I think it has to be a case by case decision. I would be kind of insulted if my instructor went with me my last semester to make sure that I passed morning meds correctly on every patient. Like I said, high-risk medications or those with the potential for harm (like your morphine example) I can understand. But there also needs to come a point where the instructor isn't telling you when to give/hold medications and is instead tests your clinical judgment to see that you can make sound decisions come graduation day, but still has the opportunity to intervene if you make the wrong decision. That, for us, occurred in the medication room in most instances.

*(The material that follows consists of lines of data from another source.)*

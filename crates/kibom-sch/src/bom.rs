//! BOM collection and grouping.
//!
//! The visitor records one raw [`BomItem`] per electrical symbol; grouping
//! then folds items that share the same (footprint, name, DNP) triple into a
//! single [`BomGroup`] row, keeping the first-seen order of keys.

use std::collections::HashMap;

use serde::ser::{Serialize, SerializeStruct, Serializer};

use crate::{SchematicSymbol, SchematicVisitor};

/// One raw symbol occurrence, before grouping.
#[derive(Debug, Clone, PartialEq)]
pub struct BomItem {
    pub name: String,
    pub datasheet: String,
    pub description: String,
    pub footprint: String,
    pub dnp: bool,
    /// Reference designator of this single occurrence.
    pub reference: String,
}

impl BomItem {
    pub fn from_symbol(symbol: &SchematicSymbol) -> Self {
        Self {
            name: symbol.value.clone(),
            datasheet: symbol.datasheet.clone(),
            description: symbol.description.clone(),
            footprint: symbol.footprint.clone(),
            dnp: symbol.dnp,
            reference: symbol.reference.clone(),
        }
    }
}

/// One deduplicated BOM row: all occurrences of one physical part.
#[derive(Debug, Clone, PartialEq)]
pub struct BomGroup {
    pub name: String,
    pub datasheet: String,
    pub description: String,
    pub footprint: String,
    pub dnp: bool,
    references: Vec<String>,
}

impl BomGroup {
    fn seeded_from(item: &BomItem) -> Self {
        Self {
            name: item.name.clone(),
            datasheet: item.datasheet.clone(),
            description: item.description.clone(),
            footprint: item.footprint.clone(),
            dnp: item.dnp,
            references: Vec::new(),
        }
    }

    fn add_reference(&mut self, reference: String) {
        self.references.push(reference);
    }

    /// Designators in visitation order.
    pub fn references(&self) -> &[String] {
        &self.references
    }

    /// Number of physical occurrences of this part.
    pub fn quantity(&self) -> usize {
        self.references.len()
    }

    /// All designators joined for display, empty ones filtered out.
    pub fn reference(&self) -> String {
        self.references
            .iter()
            .filter(|reference| !reference.is_empty())
            .cloned()
            .collect::<Vec<_>>()
            .join(",\n")
    }

    /// Placeholder: pricing is resolved downstream, never here.
    pub fn price(&self) -> u32 {
        0
    }
}

impl Serialize for BomGroup {
    fn serialize<S: Serializer>(&self, serializer: S) -> Result<S::Ok, S::Error> {
        let mut row = serializer.serialize_struct("BomGroup", 8)?;
        row.serialize_field("Name", &self.name)?;
        row.serialize_field("Datasheet", &self.datasheet)?;
        row.serialize_field("Description", &self.description)?;
        row.serialize_field("Footprint", &self.footprint)?;
        row.serialize_field("DNP", &self.dnp)?;
        row.serialize_field("Price", &self.price())?;
        row.serialize_field("Quantity", &self.quantity())?;
        row.serialize_field("Designators", &self.references)?;
        row.end()
    }
}

/// Collects raw BOM items and the designator index from visited documents.
#[derive(Debug, Default)]
pub struct BomVisitor {
    items: Vec<BomItem>,
    designators: HashMap<String, String>,
}

impl BomVisitor {
    pub fn new() -> Self {
        Self::default()
    }

    pub fn items(&self) -> &[BomItem] {
        &self.items
    }

    /// Consume the visitor: raw items in visitation order plus the
    /// designator → symbol uuid index.
    pub fn into_parts(self) -> (Vec<BomItem>, HashMap<String, String>) {
        (self.items, self.designators)
    }
}

impl SchematicVisitor for BomVisitor {
    fn visit_symbol(&mut self, symbol: &SchematicSymbol) {
        // Power symbols carry nets, not parts; in_bom=no is an explicit
        // author opt-out. Neither contributes a designator entry.
        if symbol.is_power() || !symbol.in_bom {
            return;
        }
        self.designators
            .insert(symbol.reference.clone(), symbol.uuid.clone());
        self.items.push(BomItem::from_symbol(symbol));
    }
}

/// Fold raw items into groups keyed by (footprint, name, DNP).
///
/// Group order is first-seen-key order, a determinism contract callers rely
/// on given a fixed visitation order.
pub fn group_bom_items<I>(items: I) -> Vec<BomGroup>
where
    I: IntoIterator<Item = BomItem>,
{
    let mut slots: HashMap<(String, String, bool), usize> = HashMap::new();
    let mut groups: Vec<BomGroup> = Vec::new();

    for item in items {
        let key = (item.footprint.clone(), item.name.clone(), item.dnp);
        let slot = match slots.get(&key) {
            Some(&slot) => slot,
            None => {
                groups.push(BomGroup::seeded_from(&item));
                slots.insert(key, groups.len() - 1);
                groups.len() - 1
            }
        };
        groups[slot].add_reference(item.reference);
    }

    groups
}

#[cfg(test)]
mod tests {
    use super::*;
    use crate::{Document, SchematicNode};

    fn item(name: &str, footprint: &str, dnp: bool, reference: &str) -> BomItem {
        BomItem {
            name: name.to_string(),
            datasheet: String::new(),
            description: String::new(),
            footprint: footprint.to_string(),
            dnp,
            reference: reference.to_string(),
        }
    }

    #[test]
    fn equal_keys_share_a_group() {
        let groups = group_bom_items(vec![
            item("10k", "R_0603", false, "R1"),
            item("100n", "C_0603", false, "C1"),
            item("10k", "R_0603", false, "R2"),
        ]);
        assert_eq!(groups.len(), 2);
        assert_eq!(groups[0].quantity(), 2);
        assert_eq!(groups[0].references(), ["R1", "R2"]);
        assert_eq!(groups[1].references(), ["C1"]);
    }

    #[test]
    fn dnp_splits_otherwise_equal_keys() {
        let groups = group_bom_items(vec![
            item("10k", "R_0603", false, "R1"),
            item("10k", "R_0603", true, "R2"),
        ]);
        assert_eq!(groups.len(), 2);
        assert!(!groups[0].dnp);
        assert!(groups[1].dnp);
    }

    #[test]
    fn group_order_is_first_seen() {
        let groups = group_bom_items(vec![
            item("ESP32", "QFN", false, "U1"),
            item("10k", "R_0603", false, "R1"),
            item("ESP32", "QFN", false, "U2"),
        ]);
        assert_eq!(groups[0].name, "ESP32");
        assert_eq!(groups[1].name, "10k");
    }

    #[test]
    fn grouping_is_deterministic_for_fixed_input() {
        let items = vec![
            item("10k", "R_0603", false, "R1"),
            item("10k", "R_0603", false, "R2"),
            item("100n", "C_0603", false, "C1"),
        ];
        let first = group_bom_items(items.clone());
        let second = group_bom_items(items);
        assert_eq!(first, second);
    }

    #[test]
    fn quantity_matches_reference_count() {
        let groups = group_bom_items(vec![
            item("10k", "R_0603", false, "R1"),
            item("10k", "R_0603", false, "R2"),
            item("10k", "R_0603", false, "R3"),
        ]);
        assert_eq!(groups[0].quantity(), groups[0].references().len());
        assert_eq!(groups[0].quantity(), 3);
    }

    #[test]
    fn display_reference_filters_empty_designators() {
        let groups = group_bom_items(vec![
            item("10k", "R_0603", false, "R1"),
            item("10k", "R_0603", false, ""),
            item("10k", "R_0603", false, "R2"),
        ]);
        assert_eq!(groups[0].reference(), "R1,\nR2");
        // The empty designator still counts as an occurrence.
        assert_eq!(groups[0].quantity(), 3);
    }

    #[test]
    fn serializes_to_the_wire_shape() {
        let groups = group_bom_items(vec![item("10k", "R_0603", false, "R1")]);
        let json = serde_json::to_value(&groups[0]).unwrap();
        assert_eq!(json["Name"], "10k");
        assert_eq!(json["Footprint"], "R_0603");
        assert_eq!(json["DNP"], false);
        assert_eq!(json["Price"], 0);
        assert_eq!(json["Quantity"], 1);
        assert_eq!(json["Designators"], serde_json::json!(["R1"]));
    }

    #[test]
    fn visitor_skips_power_and_excluded_symbols() {
        let doc = Document::new(
            "top.kicad_sch",
            "u1",
            vec![
                SchematicNode::Symbol(SchematicSymbol {
                    uuid: "s1".to_string(),
                    lib_id: "Device:R".to_string(),
                    reference: "R1".to_string(),
                    value: "10k".to_string(),
                    in_bom: true,
                    ..Default::default()
                }),
                SchematicNode::Symbol(SchematicSymbol {
                    uuid: "s2".to_string(),
                    lib_id: "power:GND".to_string(),
                    reference: "#PWR01".to_string(),
                    in_bom: true,
                    ..Default::default()
                }),
                SchematicNode::Symbol(SchematicSymbol {
                    uuid: "s3".to_string(),
                    lib_id: "Mechanical:Hole".to_string(),
                    reference: "H1".to_string(),
                    in_bom: false,
                    ..Default::default()
                }),
            ],
        );

        let mut visitor = BomVisitor::new();
        doc.visit(&mut visitor);
        let (items, designators) = visitor.into_parts();

        assert_eq!(items.len(), 1);
        assert_eq!(items[0].reference, "R1");
        assert_eq!(designators.get("R1").map(String::as_str), Some("s1"));
        assert!(!designators.contains_key("#PWR01"));
        assert!(!designators.contains_key("H1"));
    }
}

It wasn't a personal choice in my program nor a case by case scenario and it didn't matter how much the CI trusted you. It was policy. It was the schools policy and the hospitals policy as it is many places. I was never insulted because I was aware of the policy from day one. If I didn't follow it I risked getting kicked out. Never did I say the CI was telling us what to do or when to give it. Rarely was it my CI instructor the one with me. The CO-Nurse was, the actual nurse assigned to the patients that I was paired up with. I gave plenty of narcotics. Most my patients were on them. I gave plenty of high risk medications. Most my patients were on them. Clinical was supposed to prepare us for real world. So we gave all medications.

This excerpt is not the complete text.